Collaborative engineering is an innovative method for product development which integrates widely distributed engineers for virtual collaboration. The reasons for widely geographically dispersed teams are various, like: locality of certain resources and competences, and perhaps different production costs.

4.2 Internet and WWW as enabling technologies

A rapid development of Internet-based technologies with steadily increasing easiness in accessing any kind of information through World Wide Web profoundly changes engineering practice. Already, much of collaborative work is based on Internet. This includes global collaboration, as well as enterprise-wide collaboration based on Intranets. New models of work are being created with tele-working and mobile working. The unique synergy of technologies developed both, for Inter- and Intra-nets is responsible for the profound change in information infrastructures becoming available to enterprises [23].

Group of collaborating individuals working towards a common goal has a need for communication and for accessing some shared workspace through a common interface. The Internet with WWW provides an interface and infrastructure for world-wide access to data. Due to a low bandwidth of networks being used, communications rest fairly simple. With the higher network bandwidth, more complex interactive tasks, in real-time, could be undertaken over the Internet.

4.3 WWW in Internet-based collaboration

World Wide Web has been conceived as a means to support collaboration among researchers, and as such proves to be extremely useful. In the very beginning, this most often meant asynchronous collaboration and electronic publishing. Recent developments in WWW browsers extend however systematically their characteristics. Apart from providing machine independent front-ends they support also information sharing. Synchronous collaboration tools, like video conferencing systems are entering the market.

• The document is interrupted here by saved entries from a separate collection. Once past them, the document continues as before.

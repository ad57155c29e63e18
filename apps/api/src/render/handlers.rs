use axum::{
    extract::{Query, State},
    http::header,
    response::{Html, IntoResponse, Response},
    Json,
};
use html_escape::encode_text;
use serde::{Deserialize, Serialize};
use tracing::info;

use crate::errors::AppError;
use crate::flags::letter::{validate_max_length, Word};
use crate::flags::palette::BackgroundColor;
use crate::layout::grid::{layout_letters, GridItem, GridSpec, ItemSizing};
use crate::render::export::{CompositeExporter, SVG_MEDIA_TYPE};
use crate::render::preview::{render_preview, PreviewGrid};
use crate::state::AppState;

#[derive(Deserialize)]
pub struct WordQuery {
    pub word: String,
    pub background: Option<String>,
    pub max_length: Option<usize>,
}

#[derive(Serialize)]
pub struct GridResponse {
    pub spec: GridSpec,
    pub sizing: ItemSizing,
    pub items: Vec<GridItem>,
}

#[derive(Serialize)]
pub struct PreviewResponse {
    pub background: &'static str,
    pub text_color: &'static str,
    pub grid: PreviewGrid,
}

/// Normalizes the word and background of a request. Empty words are rejected here.
fn parse_request(state: &AppState, q: &WordQuery) -> Result<(Word, BackgroundColor), AppError> {
    let max_length = validate_max_length(q.max_length.unwrap_or(state.config.default_max_word_length))?;
    let word = Word::parse(&q.word, max_length)?;
    let background = match q.background.as_deref() {
        Some(raw) => raw.parse::<BackgroundColor>()?,
        None => BackgroundColor::default(),
    };
    Ok((word, background))
}

/// GET /api/v1/grid
pub async fn handle_grid(
    State(state): State<AppState>,
    Query(q): Query<WordQuery>,
) -> Result<Json<GridResponse>, AppError> {
    let (word, _) = parse_request(&state, &q)?;
    let (spec, items) = layout_letters(word.letters());
    Ok(Json(GridResponse {
        sizing: ItemSizing::for_spec(&spec),
        spec,
        items,
    }))
}

/// GET /api/v1/preview
pub async fn handle_preview(
    State(state): State<AppState>,
    Query(q): Query<WordQuery>,
) -> Result<Json<PreviewResponse>, AppError> {
    let (word, background) = parse_request(&state, &q)?;
    state.fragments.resolve_letters(word.letters()).await;
    Ok(Json(PreviewResponse {
        background: background.hex(),
        text_color: background.text_color(),
        grid: render_preview(&word, &state.registry, &state.fragments, state.image_base_url()),
    }))
}

/// GET /api/v1/preview.html
pub async fn handle_preview_html(
    State(state): State<AppState>,
    Query(q): Query<WordQuery>,
) -> Result<Html<String>, AppError> {
    let (word, background) = parse_request(&state, &q)?;
    state.fragments.resolve_letters(word.letters()).await;
    let grid = render_preview(&word, &state.registry, &state.fragments, state.image_base_url());

    Ok(Html(format!(
        "<div class=\"flag-canvas\" style=\"width: 1000px; height: 1000px; background: {}; position: relative; display: flex; flex-direction: column; justify-content: center; align-items: center\">\n{}<div style=\"position: absolute; bottom: 1rem; width: 100%; text-align: center\"><span style=\"color: {}; font-family: monospace; font-size: 2.25rem; font-weight: bold; letter-spacing: 0.1em\">{}</span></div>\n</div>\n",
        background.hex(),
        grid.to_html(),
        background.text_color(),
        encode_text(&word.to_string())
    )))
}

/// GET /api/v1/export
pub async fn handle_export(
    State(state): State<AppState>,
    Query(q): Query<WordQuery>,
) -> Result<Response, AppError> {
    let (word, background) = parse_request(&state, &q)?;
    state.fragments.resolve_letters(word.letters()).await;

    let mut exporter = CompositeExporter::new(&state.registry, &state.fragments);
    if let Some(base_url) = state.image_base_url() {
        exporter = exporter.with_image_base_url(base_url);
    }
    let doc = exporter.export_document(&word, background);

    if let Some(sink) = &state.export_sink {
        let location = sink.deliver(&doc).await?;
        info!("Export for {word} ({} letters) delivered to {location}", word.len());
    }

    Ok((
        [
            (header::CONTENT_TYPE, SVG_MEDIA_TYPE.to_string()),
            (
                header::CONTENT_DISPOSITION,
                format!("attachment; filename=\"{}\"", doc.filename),
            ),
        ],
        doc.content,
    )
        .into_response())
}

The Java network interface and execution environment have presented a new opportunity and paradigm for distributed computing and collaboration. New projects, like CoopWWW [14] aim at development of a shared workspace as a (virtual) place where the co-operation is centred. This shared information workspace in the case of CoopWWW contains objects which are primarily electronic documents. The other project following this philosophy of extending a WWW browser with the functionality supporting collaboration, is Tango [15].

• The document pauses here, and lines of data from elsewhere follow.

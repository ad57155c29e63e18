use axum::{
    http::StatusCode,
    response::{IntoResponse, Response},
    Json,
};
use serde_json::json;
use thiserror::Error;

use crate::flags::letter::WordError;
use crate::flags::palette::ColorError;
use crate::render::sink::SinkError;

/// Application-level error type.
/// Implements `IntoResponse` so Axum handlers can return `Result<T, AppError>`.
#[derive(Debug, Error)]
pub enum AppError {
    #[error("Validation error: {0}")]
    Validation(String),

    #[error("Export delivery failed: {0}")]
    Delivery(#[from] SinkError),

    #[error("Internal server error: {0}")]
    Internal(#[from] anyhow::Error),
}

impl From<WordError> for AppError {
    fn from(e: WordError) -> Self {
        AppError::Validation(e.to_string())
    }
}

impl From<ColorError> for AppError {
    fn from(e: ColorError) -> Self {
        AppError::Validation(e.to_string())
    }
}

impl IntoResponse for AppError {
    fn into_response(self) -> Response {
        let (status, code, message) = match &self {
            AppError::Validation(msg) => (StatusCode::BAD_REQUEST, "VALIDATION_ERROR", msg.clone()),
            AppError::Delivery(e) => {
                tracing::error!("Export delivery error: {e}");
                (
                    StatusCode::INTERNAL_SERVER_ERROR,
                    "DELIVERY_ERROR",
                    "The document could not be delivered".to_string(),
                )
            }
            AppError::Internal(e) => {
                tracing::error!("Internal error: {e:?}");
                (
                    StatusCode::INTERNAL_SERVER_ERROR,
                    "INTERNAL_ERROR",
                    "An internal server error occurred".to_string(),
                )
            }
        };

        let body = Json(json!({
            "error": {
                "code": code,
                "message": message
            }
        }));

        (status, body).into_response()
    }
}

#[cfg(test)]
mod tests {
    use super::*;

    #[test]
    fn test_empty_word_is_bad_request() {
        let response = AppError::from(WordError::Empty).into_response();
        assert_eq!(response.status(), StatusCode::BAD_REQUEST);
    }

    #[test]
    fn test_delivery_failure_is_internal() {
        let io = std::io::Error::new(std::io::ErrorKind::PermissionDenied, "read-only");
        let response = AppError::from(SinkError::from(io)).into_response();
        assert_eq!(response.status(), StatusCode::INTERNAL_SERVER_ERROR);
    }
}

Some of the elements of the Web technology which are of direct consequence for collaborative engineering are listed below:

-extensions of HTML and the HTTP protocols; content languages;
- navigation, annotation, and visualisation of complex engineering objects;
- new types of "engineering" links;
- intellectual properties protection in the context of W3C PICS;
- indexing and retrieval of complex objects;
- collaboration-oriented developments in WWW browsers;
- engineering databases infrastructure for WWW.

Further, collaboration-oriented, innovative applications using Web interface, like: audio and video conferencing, collaborative editing, screen sharing, and shared whiteboard are of interest for distributed work. All these items are the objects of intensive research and developments. Once the underlying standards and based on them tools reach a mature state, the WWW-based technology for collaboration will profoundly change the engineering practice.

5 Collaborative engineering based on WWW

Engineers are just commencing to leverage the possibilities which Internet technologies can provide, especially in complex engineering design, modelling, and verification. New design methodologies based on re-use , accompanied by appropriate standards, and tools, have to be developed in order to fully exploit the possibilities given by: an on-line access to digital engineering libraries, virtual design environments, and a simplified on-line access to engineering experts. It is expected that the full deployment of Internet in engineering will dramatically increase productivity.

New Internet-oriented engineering applications are becoming possible due to new standards and IT infrastructures.

5.1 New technologies and applications

The envisioned virtual design environments (tools over the Internet) in which a designer will be able to configure his/her set of tools suiting at best his/her engineering tasks and distributed over Internet, will be available to engineers, either through Internet or on their enterprise Intranets. Work within virtual design environments will be much easier to be shared since files with engineering data will be exchanged between tools distributed over the network in new, neutral, and secure data formats. Highly complex, and proprietary engineering data needs new solutions supporting re-use, security, and intelligent search (indexing).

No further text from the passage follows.